PianoForte Chicago allowed NIU to “audition” the instrument for several months, and it was indeed a special instrument. NIU piano faculty member and Distinguished Teaching Professor William Goldenberg exclaimed, “It’s fantastic. I’m thrilled we’ll have it.”

Fazioli Pianoforti Model F278The Fazioli F278 joins a wonderful New York Steinway Model D 9-foot piano in Boutell Concert Hall. Along with the Recital Hall’s new Grotrian Model 225 and wonderful Hamburg Steinway Model C grand piano (both from Germany), “these four performance grand pianos comprise the finest collection of performance pianos in the Midwest, comparable to the best that could be found anywhere in the country. The music from these instruments will enrich the lives of our students, faculty, guest artists and audiences in DeKalb and around the world for decades to come,” said Paul Bauer, director of the NIU School of Music.
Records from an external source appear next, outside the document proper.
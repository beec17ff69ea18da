//! Storage-and-query core of jsoncache, an embedded JSON document store.
//!
//! This crate provides:
//!
//! - **Value model** ([`value`]) - The recursive tagged union every document is made of
//! - **Documents** ([`document`]) - Identifiers and typed document conversions
//! - **Query representation** ([`query`]) - Parsing of query documents and the evaluation visitor
//! - **Persistence codec** ([`codec`]) - Atomic BSON snapshots of a whole store
//! - **Store backend abstraction** ([`backend`]) - Trait implemented by concrete stores
//! - **Document store** ([`store`]) - Main interface used by applications
//! - **Error handling** ([`error`]) - Error types and result types
//!
//! # Example
//!
//! ```ignore
//! use jsoncache_core::{store::DocumentStore, value::Value};
//!
//! let store = DocumentStore::new(backend);
//! let id = store.insert(Value::from_json_str(r#"{"name": "Alice"}"#)?).await?;
//! assert!(store.get(&id).await?.is_some());
//! ```

pub mod backend;
pub mod codec;
pub mod document;
pub mod error;
pub mod query;
pub mod store;
pub mod value;
//! Document identifiers and typed document conversions.
//!
//! The store itself only ever sees [`Value`]s. This module bridges user-defined serde types
//! to that representation so callers can keep working with their own structs.

use serde::{Serialize, de::DeserializeOwned};

use crate::{error::DocumentStoreResult, value::Value};

/// Opaque identifier a document is stored under.
///
/// The store never inspects or validates identifiers; they are plain map keys.
pub type DocumentId = String;

/// Generates a fresh, globally unique document identifier (a hyphenated UUID v4).
pub fn new_document_id() -> DocumentId {
    uuid::Uuid::new_v4().to_string()
}

/// Extension trait providing conversions between serde types and [`Value`].
///
/// Automatically implemented for every type that is both `Serialize` and `DeserializeOwned`.
///
/// # Example
///
/// ```ignore
/// use jsoncache_core::document::DocumentExt;
///
/// #[derive(Serialize, Deserialize)]
/// struct User { name: String, age: u32 }
///
/// let value = User { name: "Alice".into(), age: 30 }.to_value()?;
/// let user = User::from_value(value)?;
/// ```
pub trait DocumentExt: Sized {
    /// Converts this document to a [`Value`].
    ///
    /// # Errors
    ///
    /// Returns an error if serialization fails.
    fn to_value(&self) -> DocumentStoreResult<Value>;

    /// Creates a document from a [`Value`].
    ///
    /// # Errors
    ///
    /// Returns an error if the value does not have the shape of `Self`.
    fn from_value(value: Value) -> DocumentStoreResult<Self>;
}

impl<D: Serialize + DeserializeOwned> DocumentExt for D {
    fn to_value(&self) -> DocumentStoreResult<Value> {
        Ok(Value::from(serde_json::to_value(self)?))
    }

    fn from_value(value: Value) -> DocumentStoreResult<Self> {
        Ok(serde_json::from_value(serde_json::Value::from(value))?)
    }
}

#[cfg(test)]
mod tests {
    use super::*;
    use serde::Deserialize;

    #[derive(Debug, PartialEq, Serialize, Deserialize)]
    struct Employee {
        name: String,
        age: u32,
        items: Vec<String>,
    }

    #[test]
    fn typed_documents_convert_through_values() {
        let frank = Employee {
            name: "frank".into(),
            age: 41,
            items: vec!["music".into(), "sport".into()],
        };

        let value = frank.to_value().unwrap();
        assert_eq!(value.get("age"), Some(&Value::Number(41.0)));

        let back = Employee::from_value(value).unwrap();
        assert_eq!(back, frank);
    }

    #[test]
    fn shape_mismatch_is_a_serialization_error() {
        let err = Employee::from_value(Value::from("nope")).unwrap_err();
        assert!(matches!(err, crate::error::DocumentStoreError::Serialization(_)));
    }

    #[test]
    fn generated_ids_are_unique_uuids() {
        let a = new_document_id();
        let b = new_document_id();
        assert_ne!(a, b);
        assert_eq!(a.len(), 36);
        assert!(uuid::Uuid::parse_str(&a).is_ok());
    }
}
//! Convenient re-exports of commonly used types from jsoncache.
//!
//! ```ignore
//! use jsoncache::prelude::*;
//! ```

pub use jsoncache_core::{
    backend::{StoreBackend, StoreBackendBuilder},
    codec::StoreMap,
    document::{DocumentExt, DocumentId},
    error::{DocumentStoreError, DocumentStoreResult},
    query::{Expr, FieldOp, Filter, Query, QueryVisitor},
    store::DocumentStore,
    value::{Map, Value},
};
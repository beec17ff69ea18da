//! Main jsoncache crate providing a unified interface for document storage.
//!
//! This crate is the primary entry point for users of jsoncache. It re-exports the core
//! types and the in-memory backend, and optionally the HTTP server.
//!
//! # Features
//!
//! - **Schemaless documents** - Store any JSON object; typed serde structs convert on the way in and out
//! - **Query by example** - Literal equality plus `$eq`, `$lte` and `$gte` operator clauses
//! - **Durable snapshots** - The whole store is written atomically to a BSON data file
//!
//! # Quick Start
//!
//! ```ignore
//! use jsoncache::{prelude::*, memory::InMemoryStore};
//! use serde::{Serialize, Deserialize};
//!
//! #[derive(Debug, Clone, Serialize, Deserialize)]
//! pub struct User {
//!     pub name: String,
//!     pub age: u32,
//! }
//!
//! #[tokio::main]
//! async fn main() {
//!     let store = DocumentStore::new(
//!         InMemoryStore::builder().path("./data.bson").build().await.unwrap()
//!     );
//!
//!     let id = store
//!         .insert_typed(&User { name: "Alice".to_string(), age: 30 })
//!         .await
//!         .unwrap();
//!
//!     let alice: Option<User> = store.get_typed(&id).await.unwrap();
//!
//!     let adults = store
//!         .query(&Query::new(Filter::gte("age", 18)))
//!         .await
//!         .unwrap();
//!
//!     println!("{alice:?} {adults:?}");
//!
//!     store.shutdown().await.unwrap();
//! }
//! ```
//!
//! # Backends
//!
//! - [`memory`] - In-memory table with write-through BSON persistence
//! - [`server`] - HTTP API over the in-memory backend (requires `server` feature)

pub mod prelude;

pub use jsoncache_core::{backend, codec, document, error, query, store, value};

// Re-export serialization crates for convenience
pub use bson;
pub use serde_json;

/// In-memory storage backend implementations.
pub mod memory {
    pub use jsoncache_memory::{FlushPolicy, InMemoryStore, InMemoryStoreBuilder};
}

/// HTTP server exposing a store over the network.
///
/// This module is only available when the `server` feature is enabled.
#[cfg(feature = "server")]
pub mod server {
    pub use jsoncache_server::{JsonCacheServer, ServerConfig, ServerError, build_router};
}
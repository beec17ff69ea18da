use std::{
    net::{Ipv4Addr, SocketAddr},
    path::{Path, PathBuf},
    time::Duration,
};

use serde::{Deserialize, Serialize};

use crate::error::{ServerError, ServerResult};

#[derive(Clone, Debug, PartialEq, Serialize, Deserialize)]
#[serde(default)]
pub struct ServerConfig {
    pub bind_addr: SocketAddr,
    /// BSON data file the store is loaded from and written to.
    pub data_path: PathBuf,
    /// When set, mutations are only marked dirty and flushed on this interval.
    pub flush_interval_ms: Option<u64>,
}

impl Default for ServerConfig {
    fn default() -> Self {
        Self {
            bind_addr: SocketAddr::from((Ipv4Addr::LOCALHOST, 8080)),
            data_path: PathBuf::from("./data.bson"),
            flush_interval_ms: None,
        }
    }
}

impl ServerConfig {
    /// Reads a TOML configuration file. Missing keys keep their defaults.
    pub fn from_file(path: &Path) -> ServerResult<Self> {
        let contents = std::fs::read_to_string(path)?;
        Self::from_toml(&contents)
    }

    pub fn from_toml(contents: &str) -> ServerResult<Self> {
        toml::from_str(contents).map_err(|e| ServerError::Config(e.to_string()))
    }

    pub fn flush_interval(&self) -> Option<Duration> {
        self.flush_interval_ms
            .filter(|ms| *ms > 0)
            .map(Duration::from_millis)
    }
}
Varis (1930-2011) believed that philanthropy uplifts both the individual and the community.

A legendary business leader, Varis co-founded Marsam Pharmaceuticals, Inc. and Aegis Pharmaceuticals, both generic pharmaceutical companies. Varis and her husband supported the arts, especially music, which they both believed “belonged to the people.”

During her lifetime, Varis donated more than $30 million to various arts programs, many at the Metropolitan Opera and the Jazz Foundation of America. At Jazz at Lincoln Center, she built the Agnes Varis and Karl Leichtman Rehearsal and Recording Studio, one of the largest recording studios in New York City.

In 2010, Varis was appointed by President Obama to the President’s Committee on Arts and Humanities (PCAH). Upon her death, on July 29, 2011, members in both the U.S. Senate and the U.S. House of Representatives publicly recognized her achievements in business and philanthropy and thanked her for her service to the people of her country.